[SOURCE MATERIAL]

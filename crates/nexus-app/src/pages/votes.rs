//! Subject-clarification polls.
//!
//! Peer ballots are offered only while a poll is open. Staff may close an
//! open poll for good with `allowed` or `not_allowed`.

use nexus_core::entities::{Poll, User};
use nexus_core::enums::{PollStatus, StaffDecision};
use nexus_core::filters::PollFilter;
use nexus_core::forms::{Form, NewPoll};
use nexus_core::{CoreError, tally};
use serde::Serialize;

use super::{PageView, STAFF_ONLY, StaffNotice};
use crate::api::NexusApi;
use crate::outcome::Outcome;
use crate::session::Session;

pub const EMPTY_TEXT: &str = "No votes found";

const STAFF_NOTICE: StaffNotice = StaffNotice {
    title: "Staff Override Available",
    body: "You can make FINAL decisions on any vote",
};

/// Confirmation shown before a staff decision is sent.
#[must_use]
pub fn decision_prompt(decision: StaffDecision) -> String {
    format!("Are you sure you want to decide \"{decision}\"? This is FINAL!")
}

#[derive(Debug, Clone, PartialEq, Serialize)]
pub struct OptionRow {
    pub id: i64,
    pub text: String,
    pub votes: u64,
    /// Rounded share of all ballots, 0 when nobody voted.
    pub percent: u8,
}

impl OptionRow {
    /// `3 votes (75%)`.
    #[must_use]
    pub fn tally_label(&self) -> String {
        format!("{} votes ({}%)", self.votes, self.percent)
    }
}

#[derive(Debug, Clone, PartialEq, Serialize)]
pub struct PollCard {
    pub id: i64,
    pub status: PollStatus,
    pub status_label: String,
    pub project_name: String,
    pub question: String,
    pub context: Option<String>,
    /// `STAFF DECIDED: ...`, only for staff-decided polls.
    pub staff_banner: Option<String>,
    pub options: Vec<OptionRow>,
    pub total_votes: u64,
    /// Ballot buttons are live.
    pub can_vote: bool,
    /// ALLOWED / NOT ALLOWED buttons are shown.
    pub staff_controls: bool,
    pub meta: String,
}

impl PollCard {
    #[must_use]
    pub fn new(poll: &Poll, is_staff: bool) -> Self {
        let counts: Vec<u64> = poll.options.iter().map(|o| o.vote_count).collect();
        let options = poll
            .options
            .iter()
            .zip(tally::shares(&counts))
            .map(|(option, share)| OptionRow {
                id: option.id,
                text: option.text.clone(),
                votes: option.vote_count,
                percent: share.rounded(),
            })
            .collect();
        let staff_banner = poll.status.is_staff_decided().then(|| {
            format!(
                "STAFF DECIDED: {}",
                poll.staff_decision.map_or("", StaffDecision::label)
            )
        });
        let total_votes = poll.total_votes();
        Self {
            id: poll.id,
            status: poll.status,
            status_label: poll.status.label(),
            project_name: poll.project_name.clone(),
            question: poll.question.clone(),
            context: poll.context.clone().filter(|c| !c.is_empty()),
            staff_banner,
            options,
            total_votes,
            can_vote: poll.status.accepts_ballots(),
            staff_controls: is_staff && poll.status.accepts_ballots(),
            meta: format!("Asked by {} • {total_votes} total votes", poll.author),
        }
    }
}

#[derive(Debug)]
pub struct VotesPage {
    pub filter: PollFilter,
    pub form: NewPoll,
    form_open: bool,
    loading: bool,
    polls: Vec<Poll>,
}

impl Default for VotesPage {
    fn default() -> Self {
        Self {
            filter: PollFilter::default(),
            form: NewPoll::default(),
            form_open: false,
            loading: true,
            polls: Vec::new(),
        }
    }
}

impl VotesPage {
    pub async fn mount<A: NexusApi>(&mut self, session: &mut Session<A>) {
        session.projects.fetch_projects(&session.api).await;
        self.refresh(session).await;
    }

    pub async fn refresh<A: NexusApi>(&mut self, session: &mut Session<A>) -> Outcome {
        self.loading = true;
        let outcome = match session.api.list_polls(&self.filter).await {
            Ok(polls) => {
                self.polls = polls;
                Outcome::Applied
            }
            Err(error) => session.fail("fetch votes", &error),
        };
        self.loading = false;
        outcome
    }

    /// Cast a ballot. Refused ballots raise an alert with the server's reason.
    pub async fn vote<A: NexusApi>(
        &mut self,
        session: &mut Session<A>,
        poll_id: i64,
        option_id: i64,
    ) -> Outcome {
        match session.api.vote_poll(poll_id, option_id).await {
            Ok(_) => self.refresh(session).await,
            Err(error) => session.fail_with_alert("vote", &error),
        }
    }

    /// Staff-only terminal decision, after confirmation. Students are
    /// refused before the prompt.
    pub async fn staff_decide<A: NexusApi>(
        &mut self,
        session: &mut Session<A>,
        poll_id: i64,
        decision: StaffDecision,
    ) -> Outcome {
        if !session.is_staff() {
            return Outcome::Invalid(STAFF_ONLY.to_string());
        }
        if !session.prompter.confirm(&decision_prompt(decision)) {
            return Outcome::Cancelled;
        }
        match session.api.staff_decide_poll(poll_id, decision).await {
            Ok(_) => self.refresh(session).await,
            Err(error) => session.fail("decide", &error),
        }
    }

    pub fn toggle_form(&mut self) {
        self.form_open = !self.form_open;
    }

    #[must_use]
    pub const fn is_form_open(&self) -> bool {
        self.form_open
    }

    pub fn add_option(&mut self) {
        self.form.add_option();
    }

    /// Validate and post the question. Fewer than two filled options never
    /// reach the network.
    pub async fn submit<A: NexusApi>(&mut self, session: &mut Session<A>) -> Outcome {
        if let Err(error) = self.form.validate() {
            if matches!(error, CoreError::TooFewOptions { .. }) {
                session.prompter.alert(&error.to_string());
            }
            return Outcome::Invalid(error.to_string());
        }
        match session.api.create_poll(&self.form).await {
            Ok(_) => {
                self.form = NewPoll::default();
                self.form_open = false;
                self.refresh(session).await
            }
            Err(error) => session.fail("create vote", &error),
        }
    }

    #[must_use]
    pub fn polls(&self) -> &[Poll] {
        &self.polls
    }

    #[must_use]
    pub fn view(&self, viewer: Option<&User>) -> PageView<PollCard> {
        let is_staff = viewer.is_some_and(User::is_staff);
        PageView::new(
            "Subject Votes",
            is_staff.then_some(STAFF_NOTICE),
            self.loading,
            self.polls.iter().map(|poll| PollCard::new(poll, is_staff)).collect(),
            EMPTY_TEXT,
        )
    }
}

#[cfg(test)]
mod tests {
    use super::*;
    use nexus_core::entities::PollOption;
    use pretty_assertions::assert_eq;
    use rstest::rstest;

    fn poll(status: PollStatus, counts: &[u64]) -> Poll {
        Poll {
            id: 1,
            project_id: Some(1),
            project_name: "minishell".into(),
            question: "Is readline allowed?".into(),
            context: None,
            options: counts
                .iter()
                .enumerate()
                .map(|(i, &vote_count)| PollOption {
                    id: i64::try_from(i).expect("small index") + 10,
                    text: format!("option {i}"),
                    vote_count,
                })
                .collect(),
            status,
            staff_decision: status
                .is_staff_decided()
                .then_some(StaffDecision::Allowed),
            author: "asmith".into(),
            created_at: None,
        }
    }

    #[test]
    fn zero_ballots_render_zero_percent_everywhere() {
        let card = PollCard::new(&poll(PollStatus::Open, &[0, 0, 0]), false);
        assert!(card.options.iter().all(|o| o.percent == 0));
        assert_eq!(card.options[0].tally_label(), "0 votes (0%)");
        assert_eq!(card.meta, "Asked by asmith • 0 total votes");
    }

    #[test]
    fn percentages_follow_counts() {
        let card = PollCard::new(&poll(PollStatus::Open, &[3, 1]), false);
        let percents: Vec<u8> = card.options.iter().map(|o| o.percent).collect();
        assert_eq!(percents, vec![75, 25]);
    }

    #[rstest]
    #[case(PollStatus::Open, false, true, false)]
    #[case(PollStatus::Open, true, true, true)]
    #[case(PollStatus::Resolved, false, false, false)]
    #[case(PollStatus::Resolved, true, false, false)]
    #[case(PollStatus::StaffDecided, false, false, false)]
    #[case(PollStatus::StaffDecided, true, false, false)]
    fn controls_follow_status_and_role(
        #[case] status: PollStatus,
        #[case] is_staff: bool,
        #[case] can_vote: bool,
        #[case] staff_controls: bool,
    ) {
        let card = PollCard::new(&poll(status, &[1, 1]), is_staff);
        assert_eq!(card.can_vote, can_vote);
        assert_eq!(card.staff_controls, staff_controls);
        assert_eq!(card.staff_banner.is_some(), status.is_staff_decided());
    }

    #[test]
    fn staff_banner_names_the_decision() {
        let card = PollCard::new(&poll(PollStatus::StaffDecided, &[2, 0]), false);
        assert_eq!(card.staff_banner.as_deref(), Some("STAFF DECIDED: ALLOWED"));
        assert_eq!(card.status_label, "STAFF DECIDED");
    }

    #[test]
    fn decision_prompt_quotes_wire_value() {
        assert_eq!(
            decision_prompt(StaffDecision::NotAllowed),
            "Are you sure you want to decide \"not_allowed\"? This is FINAL!"
        );
    }
}
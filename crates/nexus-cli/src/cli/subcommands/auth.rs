use clap::{Args, Subcommand};

/// Authentication commands.
#[derive(Clone, Debug, Subcommand)]
pub enum AuthCommands {
    /// Sign in through the browser.
    Login(AuthLoginArgs),
    /// Finish a sign-in by pasting the callback URL the browser landed on.
    Callback(AuthCallbackArgs),
    /// Clear the stored token.
    Logout,
    /// Show who is signed in and where the token comes from.
    Status,
}

#[derive(Clone, Debug, Args)]
pub struct AuthLoginArgs {
    /// Print the login URL instead of opening a browser.
    #[arg(long)]
    pub no_browser: bool,
    /// Loopback port for the callback server (overrides `auth.callback_port`).
    #[arg(long)]
    pub port: Option<u16>,
}

#[derive(Clone, Debug, Args)]
pub struct AuthCallbackArgs {
    /// Full callback URL, path, or query string containing `token=...`.
    pub url: String,
    /// State nonce the callback must echo back.
    #[arg(long)]
    pub state: Option<String>,
}
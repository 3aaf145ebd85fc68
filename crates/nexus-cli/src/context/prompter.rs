use std::io::{BufRead, IsTerminal, Write};

use nexus_app::Prompter;

/// Alerts go to stderr; confirmations read `y`/`yes` from stdin.
///
/// With `--yes` every confirmation is accepted. Without a terminal on stdin
/// every confirmation is declined.
pub struct TerminalPrompter {
    assume_yes: bool,
}

impl TerminalPrompter {
    #[must_use]
    pub const fn new(assume_yes: bool) -> Self {
        Self { assume_yes }
    }
}

impl Prompter for TerminalPrompter {
    fn alert(&self, message: &str) {
        eprintln!("! {message}");
    }

    fn confirm(&self, message: &str) -> bool {
        if self.assume_yes {
            return true;
        }
        let stdin = std::io::stdin();
        if !stdin.is_terminal() {
            tracing::warn!(message, "no terminal to confirm on; pass --yes to proceed");
            return false;
        }

        eprint!("{message} [y/N] ");
        let _ = std::io::stderr().flush();
        let mut answer = String::new();
        if stdin.lock().read_line(&mut answer).is_err() {
            return false;
        }
        is_yes(&answer)
    }
}

fn is_yes(answer: &str) -> bool {
    matches!(answer.trim().to_ascii_lowercase().as_str(), "y" | "yes")
}
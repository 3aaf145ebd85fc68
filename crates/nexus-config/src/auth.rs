//! Login flow settings.

use serde::{Deserialize, Serialize};

use crate::ApiConfig;

const fn default_callback_timeout_secs() -> u64 {
    120
}

const fn default_open_browser() -> bool {
    true
}

#[derive(Debug, Clone, PartialEq, Eq, Deserialize, Serialize)]
pub struct AuthConfig {
    /// Provider login endpoint. Empty means `{api.base_url}/auth/login`.
    #[serde(default)]
    pub login_url: String,

    /// How long the loopback callback server waits for the redirect.
    #[serde(default = "default_callback_timeout_secs")]
    pub callback_timeout_secs: u64,

    /// Open the system browser on login. When false the URL is only printed.
    #[serde(default = "default_open_browser")]
    pub open_browser: bool,

    /// Loopback port for the callback server; `0` picks a free port.
    #[serde(default)]
    pub callback_port: u16,
}

impl Default for AuthConfig {
    fn default() -> Self {
        Self {
            login_url: String::new(),
            callback_timeout_secs: default_callback_timeout_secs(),
            open_browser: default_open_browser(),
            callback_port: 0,
        }
    }
}

impl AuthConfig {
    /// Effective login URL, derived from the API base URL when unset.
    #[must_use]
    pub fn login_url(&self, api: &ApiConfig) -> String {
        if self.login_url.trim().is_empty() {
            format!("{}/auth/login", api.base_url())
        } else {
            self.login_url.clone()
        }
    }

    #[must_use]
    pub fn is_customized(&self) -> bool {
        *self != Self::default()
    }
}
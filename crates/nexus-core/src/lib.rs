//! # nexus-core
//!
//! Domain types shared by every 42Nexus crate.
//!
//! - Entity structs as served by the REST API (users, projects, resources,
//!   polls, disputes, test cases)
//! - Status and category enums with their wire spellings
//! - Vote tally computation used by poll and dispute cards
//! - Creation forms with the client-side presence checks
//! - List filters and their query-parameter encoding
//! - Cross-cutting error type

pub mod entities;
pub mod enums;
pub mod errors;
pub mod filters;
pub mod forms;
pub mod tally;

pub use errors::CoreError;
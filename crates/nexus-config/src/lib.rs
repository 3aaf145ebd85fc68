//! # nexus-config
//!
//! Layered configuration loading for the 42Nexus client using figment.
//!
//! Configuration sources (in priority order, highest wins):
//! 1. Environment variables (`NEXUS_*` prefix, `__` as separator)
//! 2. Project-level `.nexus/config.toml`
//! 3. User-level `~/.config/nexus/config.toml`
//! 4. Built-in defaults
//!
//! # Environment Variable Mapping
//!
//! Figment maps `NEXUS_API__BASE_URL` -> `api.base_url`,
//! `NEXUS_AUTH__OPEN_BROWSER` -> `auth.open_browser`, etc.
//!
//! # Usage
//!
//! ```no_run
//! use nexus_config::NexusConfig;
//!
//! let config = NexusConfig::load_with_dotenv().expect("config");
//! println!("API: {}", config.api.base_url());
//! println!("login: {}", config.login_url());
//! ```

mod api;
mod auth;
mod error;
mod general;

pub use api::{ApiConfig, DEFAULT_BASE_URL};
pub use auth::AuthConfig;
pub use error::ConfigError;
pub use general::GeneralConfig;

use figment::{
    Figment,
    providers::{Env, Format, Serialized, Toml},
};
use serde::{Deserialize, Serialize};
use std::path::PathBuf;

/// Environment variable prefix for every setting.
pub const ENV_PREFIX: &str = "NEXUS_";

#[derive(Debug, Clone, Default, Deserialize, Serialize)]
pub struct NexusConfig {
    #[serde(default)]
    pub api: ApiConfig,
    #[serde(default)]
    pub auth: AuthConfig,
    #[serde(default)]
    pub general: GeneralConfig,
}

impl NexusConfig {
    /// Load configuration from TOML files and environment variables.
    ///
    /// Does NOT read `.env`; see [`Self::load_with_dotenv`].
    ///
    /// # Errors
    ///
    /// Returns [`ConfigError::Figment`] when a source cannot be parsed and
    /// [`ConfigError::InvalidValue`] when a value is out of range.
    pub fn load() -> Result<Self, ConfigError> {
        Self::from_figment(&Self::figment())
    }

    /// Load configuration after reading `.env` from the current directory.
    ///
    /// # Errors
    ///
    /// Same as [`Self::load`].
    pub fn load_with_dotenv() -> Result<Self, ConfigError> {
        let _ = dotenvy::dotenv();
        Self::load()
    }

    /// Extract and validate from an arbitrary figment.
    ///
    /// # Errors
    ///
    /// Same as [`Self::load`].
    pub fn from_figment(figment: &Figment) -> Result<Self, ConfigError> {
        let config: Self = figment.extract()?;
        config.api.validate()?;
        Ok(config)
    }

    /// Build the figment provider chain.
    ///
    /// Public so tests can inspect the figment directly or add providers on
    /// top.
    #[must_use]
    pub fn figment() -> Figment {
        let mut figment = Figment::from(Serialized::defaults(Self::default()));

        if let Some(global_path) = Self::global_config_path() {
            if global_path.exists() {
                figment = figment.merge(Toml::file(global_path));
            }
        }

        let local_path = PathBuf::from(".nexus/config.toml");
        if local_path.exists() {
            figment = figment.merge(Toml::file(local_path));
        }

        figment.merge(Env::prefixed(ENV_PREFIX).split("__"))
    }

    /// Effective provider login URL.
    #[must_use]
    pub fn login_url(&self) -> String {
        self.auth.login_url(&self.api)
    }

    fn global_config_path() -> Option<PathBuf> {
        dirs::config_dir().map(|p| p.join("nexus").join("config.toml"))
    }
}
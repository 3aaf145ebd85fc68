//! Resources hub: shared links with up/down votes.

use nexus_core::entities::{Resource, ScoreSign, User};
use nexus_core::enums::ResourceType;
use nexus_core::filters::ResourceFilter;
use nexus_core::forms::{Form, NewResource};
use serde::Serialize;

use super::PageView;
use crate::api::NexusApi;
use crate::outcome::Outcome;
use crate::session::Session;

pub const EMPTY_TEXT: &str = "No resources found";

#[derive(Debug, Clone, PartialEq, Eq, Serialize)]
pub struct ResourceCard {
    pub id: i64,
    pub title: String,
    pub url: String,
    pub description: Option<String>,
    pub resource_type: ResourceType,
    pub project_name: String,
    pub author: String,
    pub upvotes: u64,
    pub downvotes: u64,
    pub score: i64,
    #[serde(skip)]
    pub score_sign: ScoreSign,
    /// Author or staff.
    pub can_delete: bool,
}

impl ResourceCard {
    #[must_use]
    pub fn new(resource: &Resource, viewer: Option<&User>) -> Self {
        let can_delete = viewer.is_some_and(|user| user.is_staff() || user.login == resource.author);
        Self {
            id: resource.id,
            title: resource.title.clone(),
            url: resource.url.clone(),
            description: resource.description.clone(),
            resource_type: resource.resource_type,
            project_name: resource.project_name.clone(),
            author: resource.author.clone(),
            upvotes: resource.upvotes,
            downvotes: resource.downvotes,
            score: resource.score(),
            score_sign: resource.score_sign(),
            can_delete,
        }
    }
}

#[derive(Debug)]
pub struct ResourcesPage {
    pub filter: ResourceFilter,
    pub form: NewResource,
    form_open: bool,
    loading: bool,
    resources: Vec<Resource>,
}

impl Default for ResourcesPage {
    fn default() -> Self {
        Self {
            filter: ResourceFilter::default(),
            form: NewResource::default(),
            form_open: false,
            loading: true,
            resources: Vec::new(),
        }
    }
}

impl ResourcesPage {
    /// Load projects and the filtered list.
    pub async fn mount<A: NexusApi>(&mut self, session: &mut Session<A>) {
        session.projects.fetch_projects(&session.api).await;
        self.refresh(session).await;
    }

    /// Re-fetch the list with the current filter.
    pub async fn refresh<A: NexusApi>(&mut self, session: &mut Session<A>) -> Outcome {
        self.loading = true;
        let outcome = match session.api.list_resources(&self.filter).await {
            Ok(resources) => {
                self.resources = resources;
                Outcome::Applied
            }
            Err(error) => session.fail("fetch resources", &error),
        };
        self.loading = false;
        outcome
    }

    /// Re-send an up or down vote; the server decides whether it toggles.
    pub async fn vote<A: NexusApi>(
        &mut self,
        session: &mut Session<A>,
        resource_id: i64,
        is_upvote: bool,
    ) -> Outcome {
        match session.api.vote_resource(resource_id, is_upvote).await {
            Ok(_) => self.refresh(session).await,
            Err(error) => session.fail_with_alert("vote", &error),
        }
    }

    pub async fn delete<A: NexusApi>(&mut self, session: &mut Session<A>, resource_id: i64) -> Outcome {
        if !session.prompter.confirm("Delete this resource?") {
            return Outcome::Cancelled;
        }
        match session.api.delete_resource(resource_id).await {
            Ok(_) => self.refresh(session).await,
            Err(error) => session.fail("delete resource", &error),
        }
    }

    pub fn toggle_form(&mut self) {
        self.form_open = !self.form_open;
    }

    #[must_use]
    pub const fn is_form_open(&self) -> bool {
        self.form_open
    }

    /// Validate and post the form; on success close it and re-fetch.
    pub async fn submit<A: NexusApi>(&mut self, session: &mut Session<A>) -> Outcome {
        if let Err(error) = self.form.validate() {
            return Outcome::Invalid(error.to_string());
        }
        match session.api.create_resource(&self.form).await {
            Ok(_) => {
                self.form = NewResource::default();
                self.form_open = false;
                self.refresh(session).await
            }
            Err(error) => session.fail("create resource", &error),
        }
    }

    #[must_use]
    pub fn resources(&self) -> &[Resource] {
        &self.resources
    }

    #[must_use]
    pub fn view(&self, viewer: Option<&User>) -> PageView<ResourceCard> {
        PageView::new(
            "Resources Hub",
            None,
            self.loading,
            self.resources
                .iter()
                .map(|resource| ResourceCard::new(resource, viewer))
                .collect(),
            EMPTY_TEXT,
        )
    }
}
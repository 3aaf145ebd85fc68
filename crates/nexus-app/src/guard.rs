//! Route guard.
//!
//! A one-shot check of local token presence after the store has been read.
//! The server is not consulted; an expired token is caught by the first
//! request that answers 401.

use nexus_auth::TokenStore;

use crate::layout::Route;

#[derive(Debug, Clone, Copy, PartialEq, Eq)]
pub enum Access {
    Admit,
    Redirect(Route),
}

/// Admit when a token is present, redirect to login otherwise.
#[must_use]
pub fn check(token: Option<&str>) -> Access {
    match token {
        Some(token) if !token.trim().is_empty() => Access::Admit,
        _ => Access::Redirect(Route::Login),
    }
}

/// [`check`] against whatever `tokens` holds right now.
#[must_use]
pub fn check_store(tokens: &dyn TokenStore) -> Access {
    check(tokens.load().as_deref())
}

/// Guard applied to a specific route; public routes are always admitted.
#[must_use]
pub fn check_route(route: Route, tokens: &dyn TokenStore) -> Access {
    if route.is_protected() {
        check_store(tokens)
    } else {
        Access::Admit
    }
}
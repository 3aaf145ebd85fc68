use thiserror::Error;

#[derive(Debug, Error)]
pub enum AuthError {
    #[error("not authenticated: run `nexus auth login`")]
    NotAuthenticated,

    #[error("callback carried no token")]
    MissingToken,

    #[error("callback state does not match this login attempt")]
    StateMismatch,

    #[error("invalid callback: {0}")]
    InvalidCallback(String),

    #[error("browser login failed: {0}")]
    BrowserFlowFailed(String),

    #[error("token store error: {0}")]
    TokenStoreError(String),

    #[error("malformed token: {0}")]
    MalformedToken(String),
}
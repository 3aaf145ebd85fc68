use anyhow::Context;
use nexus_config::NexusConfig;

/// Read `.env`, then the layered TOML and `NEXUS_*` configuration.
pub fn load_config() -> anyhow::Result<NexusConfig> {
    NexusConfig::load_with_dotenv().context("failed to load nexus configuration")
}
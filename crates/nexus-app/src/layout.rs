//! Routes, navigation items and the header line.

use nexus_core::entities::User;
use serde::Serialize;

/// Every view of the client.
#[derive(Debug, Clone, Copy, PartialEq, Eq, Hash, Serialize)]
#[serde(rename_all = "snake_case")]
pub enum Route {
    Login,
    Callback,
    Dashboard,
    Resources,
    Votes,
    Disputes,
    Tests,
}

impl Route {
    /// Views reachable from the navigation bar, in display order.
    pub const NAV: [Self; 5] = [
        Self::Dashboard,
        Self::Resources,
        Self::Votes,
        Self::Disputes,
        Self::Tests,
    ];

    #[must_use]
    pub const fn path(self) -> &'static str {
        match self {
            Self::Login => "/login",
            Self::Callback => "/callback",
            Self::Dashboard => "/",
            Self::Resources => "/resources",
            Self::Votes => "/votes",
            Self::Disputes => "/disputes",
            Self::Tests => "/tests",
        }
    }

    #[must_use]
    pub const fn label(self) -> &'static str {
        match self {
            Self::Login => "Login",
            Self::Callback => "Callback",
            Self::Dashboard => "Dashboard",
            Self::Resources => "Resources",
            Self::Votes => "Votes",
            Self::Disputes => "Disputes",
            Self::Tests => "Tests",
        }
    }

    /// Whether the route guard applies.
    #[must_use]
    pub const fn is_protected(self) -> bool {
        !matches!(self, Self::Login | Self::Callback)
    }
}

/// Where an action sends the user next.
#[derive(Debug, Clone, PartialEq, Eq, Serialize)]
#[serde(rename_all = "snake_case", tag = "kind", content = "target")]
pub enum Navigation {
    /// A view of this client.
    Route(Route),
    /// A full navigation to another site (the OAuth provider).
    External(String),
}

#[derive(Debug, Clone, PartialEq, Eq, Serialize)]
pub struct NavItem {
    pub route: Route,
    pub label: &'static str,
    pub path: &'static str,
    pub active: bool,
}

/// Navigation bar with `current` marked active.
#[must_use]
pub fn nav(current: Route) -> Vec<NavItem> {
    Route::NAV
        .iter()
        .map(|&route| NavItem {
            route,
            label: route.label(),
            path: route.path(),
            active: route == current,
        })
        .collect()
}

/// Header identity line, e.g. `jdoe (staff)`.
#[must_use]
pub fn header(user: Option<&User>) -> Option<String> {
    user.map(|user| format!("{} ({})", user.login, user.role))
}

#[cfg(test)]
mod tests {
    use super::*;
    use nexus_core::enums::Role;

    #[test]
    fn nav_marks_only_current_route() {
        let items = nav(Route::Disputes);
        let labels: Vec<&str> = items.iter().map(|i| i.label).collect();
        assert_eq!(labels, ["Dashboard", "Resources", "Votes", "Disputes", "Tests"]);
        assert_eq!(items.iter().filter(|i| i.active).count(), 1);
        assert!(items[3].active);
    }

    #[test]
    fn login_and_callback_are_public() {
        assert!(!Route::Login.is_protected());
        assert!(!Route::Callback.is_protected());
        assert!(Route::NAV.iter().all(|r| r.is_protected()));
    }

    #[test]
    fn header_shows_login_and_role() {
        let user = User {
            id: 1,
            login: "mstaff".into(),
            email: None,
            display_name: None,
            avatar_url: None,
            role: Role::Staff,
        };
        assert_eq!(header(Some(&user)).as_deref(), Some("mstaff (staff)"));
        assert_eq!(header(None), None);
    }
}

[/SOURCE MATERIAL]

**PROBLEM:** Find every line in the records that contains the word "want"; copy those lines.

**ANSWER SECTION:**
    format!("Are you sure you want to decide \"{decision}\"? This is FINAL!")
            "Are you sure you want to decide \"not_allowed\"? This is FINAL!"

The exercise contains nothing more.